September 1, 2008

Warning to Fire Hydrant Vandals Officials Say Someone Could Be Killed As More Than 50 Are Set Off in City


VANDALS who set off fire hydrants across Glasgow have been warned they are putting lives at risk.

More than 50 hydrants in the city had to be turned off by Scottish Water since Tuesday afternoon after this week's warm, sunny weather .

Neighbourhoods affected include the Gorbals, Drumchapel, Easterhouse, Springburn, Dennistoun, Barlanark, Summerston, Dalmarnock, Bridgeton, Govanhill, Castlemilk, Ibrox, Pollokshields, Rutherglen and Penilee.

The incidents caused disruption to the water supply of several thousand homes and some were left without water or suffered reduced water pressure for several hours.

The warm weather is to continue today with temperatures rocketing to 24C (75C). But Scottish Water, Strathclyde Fire & Rescue and Strathclyde Police have appealed to vandals to stop endangering lives by setting off hydrants.

Jim Hassan, Scottish Water's regional manager, said: "This thoughtless vandalism has caused major inconvenience to many of our customers.

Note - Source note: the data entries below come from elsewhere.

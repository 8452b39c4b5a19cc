use std::path::{Path, PathBuf};
use std::time::Duration;

use serde::Deserialize;

use crate::error::ConfigError;

/// Environment variable overriding the base directory
pub const BASE_DIR_ENV: &str = "POKE_PATH";

const DEFAULT_DIR_NAME: &str = "poke";
const CONFIG_FILENAME: &str = "config.json";
const STORE_FILENAME: &str = ".feed";
const LOG_DIR_NAME: &str = "logs";

const DEFAULT_POLL_INTERVAL_SECS: u64 = 6 * 60 * 60;
const DEFAULT_FETCH_TIMEOUT_SECS: u64 = 5;
const DEFAULT_DOWNLOAD_CONNECT_TIMEOUT_SECS: u64 = 10;
const DEFAULT_DOWNLOAD_READ_TIMEOUT_SECS: u64 = 60;

/// Runtime configuration, built once at startup and passed by reference
#[derive(Debug, Clone)]
pub struct Config {
    /// Root for the store, logs and all subscription directories
    pub base_dir: PathBuf,
    /// Sleep between passes in periodic mode
    pub poll_interval: Duration,
    /// Total timeout for fetching a feed document
    pub fetch_timeout: Duration,
    pub download_connect_timeout: Duration,
    /// Maximum silence on a download stream before it is abandoned
    pub download_read_timeout: Duration,
}

/// Optional overrides read from `<base>/config.json`
#[derive(Debug, Default, Deserialize)]
#[serde(deny_unknown_fields)]
struct ConfigFile {
    poll_interval_secs: Option<u64>,
    fetch_timeout_secs: Option<u64>,
    download_connect_timeout_secs: Option<u64>,
    download_read_timeout_secs: Option<u64>,
}

impl Config {
    /// Default configuration rooted at `base_dir`
    pub fn with_base_dir(base_dir: impl Into<PathBuf>) -> Self {
        Self {
            base_dir: base_dir.into(),
            poll_interval: Duration::from_secs(DEFAULT_POLL_INTERVAL_SECS),
            fetch_timeout: Duration::from_secs(DEFAULT_FETCH_TIMEOUT_SECS),
            download_connect_timeout: Duration::from_secs(DEFAULT_DOWNLOAD_CONNECT_TIMEOUT_SECS),
            download_read_timeout: Duration::from_secs(DEFAULT_DOWNLOAD_READ_TIMEOUT_SECS),
        }
    }

    /// Load configuration from the environment and the optional config file
    pub fn load() -> Result<Self, ConfigError> {
        let base_dir = resolve_base_dir(
            std::env::var_os(BASE_DIR_ENV).map(PathBuf::from),
            std::env::var_os("HOME").map(PathBuf::from),
        )?;
        Self::load_from(base_dir)
    }

    /// Load configuration rooted at `base_dir`, applying `config.json` if present
    pub fn load_from(base_dir: impl Into<PathBuf>) -> Result<Self, ConfigError> {
        let mut config = Self::with_base_dir(base_dir);
        let path = config.base_dir.join(CONFIG_FILENAME);

        if !path.exists() {
            return Ok(config);
        }

        let content = std::fs::read_to_string(&path).map_err(|e| ConfigError::ReadFailed {
            path: path.clone(),
            source: e,
        })?;
        let file: ConfigFile =
            serde_json::from_str(&content).map_err(|e| ConfigError::Parse { path, source: e })?;

        if let Some(secs) = file.poll_interval_secs {
            config.poll_interval = Duration::from_secs(secs);
        }
        if let Some(secs) = file.fetch_timeout_secs {
            config.fetch_timeout = Duration::from_secs(secs);
        }
        if let Some(secs) = file.download_connect_timeout_secs {
            config.download_connect_timeout = Duration::from_secs(secs);
        }
        if let Some(secs) = file.download_read_timeout_secs {
            config.download_read_timeout = Duration::from_secs(secs);
        }

        Ok(config)
    }

    /// Path of the persisted subscription store
    pub fn store_path(&self) -> PathBuf {
        self.base_dir.join(STORE_FILENAME)
    }

    /// Directory holding the daily log files
    pub fn log_dir(&self) -> PathBuf {
        self.base_dir.join(LOG_DIR_NAME)
    }

    /// Create the base and log directories if missing
    pub fn ensure_dirs(&self) -> Result<(), ConfigError> {
        for dir in [self.base_dir.clone(), self.log_dir()] {
            create_dir(&dir)?;
        }
        Ok(())
    }
}

fn create_dir(dir: &Path) -> Result<(), ConfigError> {
    std::fs::create_dir_all(dir).map_err(|e| ConfigError::CreateDirectoryFailed {
        path: dir.to_path_buf(),
        source: e,
    })
}

/// An empty override counts as unset
fn resolve_base_dir(
    override_dir: Option<PathBuf>,
    home: Option<PathBuf>,
) -> Result<PathBuf, ConfigError> {
    match override_dir.filter(|p| !p.as_os_str().is_empty()) {
        Some(dir) => Ok(dir),
        None => home
            .filter(|p| !p.as_os_str().is_empty())
            .map(|h| h.join(DEFAULT_DIR_NAME))
            .ok_or(ConfigError::NoBaseDir),
    }
}

#[cfg(test)]
mod tests {
    use super::*;
    use tempfile::tempdir;

    #[test]
    fn override_wins_over_home() {
        let dir = resolve_base_dir(Some("/data/pods".into()), Some("/home/me".into())).unwrap();
        assert_eq!(dir, PathBuf::from("/data/pods"));
    }

    #[test]
    fn empty_override_falls_back_to_home() {
        let dir = resolve_base_dir(Some(PathBuf::new()), Some("/home/me".into())).unwrap();
        assert_eq!(dir, PathBuf::from("/home/me/poke"));
    }

    #[test]
    fn missing_everything_is_an_error() {
        assert!(matches!(
            resolve_base_dir(None, None),
            Err(ConfigError::NoBaseDir)
        ));
    }

    #[test]
    fn defaults_without_config_file() {
        let dir = tempdir().unwrap();
        let config = Config::load_from(dir.path()).unwrap();

        assert_eq!(config.poll_interval, Duration::from_secs(21600));
        assert_eq!(config.fetch_timeout, Duration::from_secs(5));
        assert_eq!(config.store_path(), dir.path().join(".feed"));
        assert_eq!(config.log_dir(), dir.path().join("logs"));
    }

    #[test]
    fn config_file_overrides_selected_fields() {
        let dir = tempdir().unwrap();
        std::fs::write(
            dir.path().join("config.json"),
            r#"{"poll_interval_secs": 60, "fetch_timeout_secs": 2}"#,
        )
        .unwrap();

        let config = Config::load_from(dir.path()).unwrap();

        assert_eq!(config.poll_interval, Duration::from_secs(60));
        assert_eq!(config.fetch_timeout, Duration::from_secs(2));
        assert_eq!(config.download_read_timeout, Duration::from_secs(60));
    }

    #[test]
    fn malformed_config_file_is_rejected() {
        let dir = tempdir().unwrap();
        std::fs::write(dir.path().join("config.json"), "{not json").unwrap();

        let result = Config::load_from(dir.path());
        assert!(matches!(result, Err(ConfigError::Parse { .. })));
    }

    #[test]
    fn ensure_dirs_creates_log_dir() {
        let dir = tempdir().unwrap();
        let config = Config::with_base_dir(dir.path().join("nested"));

        config.ensure_dirs().unwrap();
        assert!(config.log_dir().is_dir());
    }
}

"The number of incidents in the Glasgow area meant we had to bring in extra resources to combat the problem and this meant our ability to tackle any other water-related issues would have been hampered.

"In addition to it affecting the water supply, fire hydrant vandalism can cause road flooding and affect road traffic. There is a danger that youngsters setting off high-powered hydrants or passing pedestrians or motorists could be injured or killed."

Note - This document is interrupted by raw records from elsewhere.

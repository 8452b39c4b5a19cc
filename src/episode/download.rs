use std::path::{Path, PathBuf};

use futures::StreamExt;
use sha2::{Digest, Sha256};
use tokio::fs::File;
use tokio::io::{AsyncWriteExt, BufWriter};
use tracing::{debug, warn};

use crate::error::DownloadError;
use crate::feed::{Enclosure, FeedItem};
use crate::http::{ByteStream, HttpClient, is_success};
use crate::progress::{ProgressEvent, SharedProgressReporter};
use crate::store::Subscription;

use super::filename::ArtifactPaths;
use super::marker::{Marker, write_marker};

/// Largest slice written and hashed at once, and the write buffer capacity.
///
/// Network chunks arrive in whatever size the transport yields; larger ones
/// are split before they reach the file.
pub const DOWNLOAD_CHUNK_SIZE: usize = 4096;

/// Everything needed to download one item
#[derive(Debug, Clone)]
pub struct DownloadJob<'a> {
    pub subscription: &'a Subscription,
    pub item: &'a FeedItem,
    pub enclosure: &'a Enclosure,
    pub paths: ArtifactPaths,
    /// Position of this item among the new items of the subscription
    pub index: usize,
    pub total: usize,
}

/// A completed download, backed by a media file and its marker
#[derive(Debug, Clone, PartialEq, Eq)]
pub struct DownloadedArtifact {
    pub subscription_title: String,
    pub item_title: String,
    pub published: i64,
    pub path: PathBuf,
    pub marker_path: PathBuf,
    pub bytes: u64,
    pub content_hash: String,
}

/// Download an enclosure and record it with a marker.
///
/// The body is streamed into a `.partial` file which is renamed into place
/// once complete. The marker is written last. On any failure the partial
/// file is removed and no marker exists, so the item is retried next pass.
pub async fn download_enclosure<C: HttpClient + ?Sized>(
    client: &C,
    job: &DownloadJob<'_>,
    reporter: &SharedProgressReporter,
) -> Result<DownloadedArtifact, DownloadError> {
    let url = job.enclosure.url.as_str();

    let response = client
        .get_stream(url)
        .await
        .map_err(|e| DownloadError::HttpFailed {
            url: url.to_string(),
            source: e,
        })?;

    if !is_success(response.status) {
        return Err(DownloadError::HttpStatus {
            url: url.to_string(),
            status: response.status,
        });
    }

    reporter.report(ProgressEvent::DownloadStarting {
        item_title: job.item.title.clone(),
        index: job.index,
        total: job.total,
        content_length: response.content_length,
    });

    let written = stream_to_file(
        response.body,
        response.content_length,
        job,
        &job.paths.partial,
        reporter,
    )
    .await;

    let (bytes, content_hash) = match written {
        Ok(result) => result,
        Err(e) => {
            remove_quietly(&job.paths.partial).await;
            return Err(e);
        }
    };

    if let Err(e) = tokio::fs::rename(&job.paths.partial, &job.paths.audio).await {
        remove_quietly(&job.paths.partial).await;
        return Err(DownloadError::FinalizeFailed {
            from: job.paths.partial.clone(),
            source: e,
        });
    }

    let marker = Marker {
        subscription_title: job.subscription.title.clone(),
        subscription_url: job.subscription.url.clone(),
        item_title: job.item.title.clone(),
        guid: job.item.guid.clone(),
        published: job.item.published,
        enclosure_url: url.to_string(),
        mime_type: job.enclosure.mime_type.clone(),
        audio_filename: file_name(&job.paths.audio),
        bytes,
        content_hash: content_hash.clone(),
        downloaded_at: String::new(),
    }
    .touch();

    if let Err(e) = write_marker(&marker, &job.paths.marker) {
        remove_quietly(&job.paths.audio).await;
        return Err(e.into());
    }

    reporter.report(ProgressEvent::DownloadCompleted {
        item_title: job.item.title.clone(),
        bytes_downloaded: bytes,
    });

    Ok(DownloadedArtifact {
        subscription_title: job.subscription.title.clone(),
        item_title: job.item.title.clone(),
        published: job.item.published,
        path: job.paths.audio.clone(),
        marker_path: job.paths.marker.clone(),
        bytes,
        content_hash,
    })
}

/// Stream `body` into `path`, returning the byte count and content hash
async fn stream_to_file(
    mut body: ByteStream,
    content_length: Option<u64>,
    job: &DownloadJob<'_>,
    path: &Path,
    reporter: &SharedProgressReporter,
) -> Result<(u64, String), DownloadError> {
    let url = job.enclosure.url.as_str();
    let write_err = |e| DownloadError::FileWriteFailed {
        path: path.to_path_buf(),
        source: e,
    };

    let file = File::create(path)
        .await
        .map_err(|e| DownloadError::FileCreateFailed {
            path: path.to_path_buf(),
            source: e,
        })?;
    let mut writer = BufWriter::with_capacity(DOWNLOAD_CHUNK_SIZE, file);

    let mut hasher = Sha256::new();
    let mut bytes_downloaded: u64 = 0;

    while let Some(chunk_result) = body.next().await {
        let chunk = chunk_result.map_err(|e| DownloadError::StreamFailed {
            url: url.to_string(),
            source: e,
        })?;

        for piece in chunk.chunks(DOWNLOAD_CHUNK_SIZE) {
            writer.write_all(piece).await.map_err(write_err)?;
            hasher.update(piece);
        }
        bytes_downloaded += chunk.len() as u64;

        reporter.report(ProgressEvent::DownloadProgress {
            item_title: job.item.title.clone(),
            bytes_downloaded,
            total_bytes: content_length,
        });
    }

    writer.flush().await.map_err(write_err)?;
    writer.get_ref().sync_all().await.map_err(write_err)?;

    debug!(url, bytes = bytes_downloaded, "Stream finished");

    if let Some(expected) = content_length
        && expected != bytes_downloaded
    {
        warn!(
            url,
            expected,
            received = bytes_downloaded,
            "Content-Length mismatch"
        );
    }

    Ok((bytes_downloaded, format!("sha256:{:x}", hasher.finalize())))
}

async fn remove_quietly(path: &Path) {
    if let Err(e) = tokio::fs::remove_file(path).await
        && e.kind() != std::io::ErrorKind::NotFound
    {
        warn!(path = %path.display(), "Failed to remove incomplete file: {e}");
    }
}

fn file_name(path: &Path) -> String {
    path.file_name()
        .map(|n| n.to_string_lossy().into_owned())
        .unwrap_or_default()
}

The Evening Times last summer mounted a campaign against hydrant vandalism.

Water staff are often prevented from turning off hydrants because they are targeted at the scene. Charlie McGrattan, of Strathclyde Fire & Rescue, said: "We all enjoy sunny weather, but the opening of hydrants is not fun, it is a criminal offence.

"Reduced water pressure seriously hampers the ability of fi refighters to tackle fires. It also leads to hundreds of households going without water - a serious matter if you are elderly or have a young baby."

Chief Inspector Brian Connel, of Strathclyde Police, said: "Whilst children may view splashing about in a fountain of water as great fun they often do not realise the impact this can have on the ability to fight fires."